What is needed is an exact copy of all the entries.

[[ Records open ]]

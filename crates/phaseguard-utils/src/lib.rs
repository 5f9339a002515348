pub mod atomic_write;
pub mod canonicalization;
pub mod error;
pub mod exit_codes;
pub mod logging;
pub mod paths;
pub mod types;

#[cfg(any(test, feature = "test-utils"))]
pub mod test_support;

[[ Records closed ]]

-- Solved problem --
filename crates/phaseguard-utils/src/lib.rs
repository 5f9339a002515348
pub mod atomic_write;
pub mod canonicalization;
pub mod error;
pub mod exit_codes;
pub mod logging;
pub mod paths;
pub mod types;

#[cfg(any(test, feature = "test-utils"))]
pub mod test_support;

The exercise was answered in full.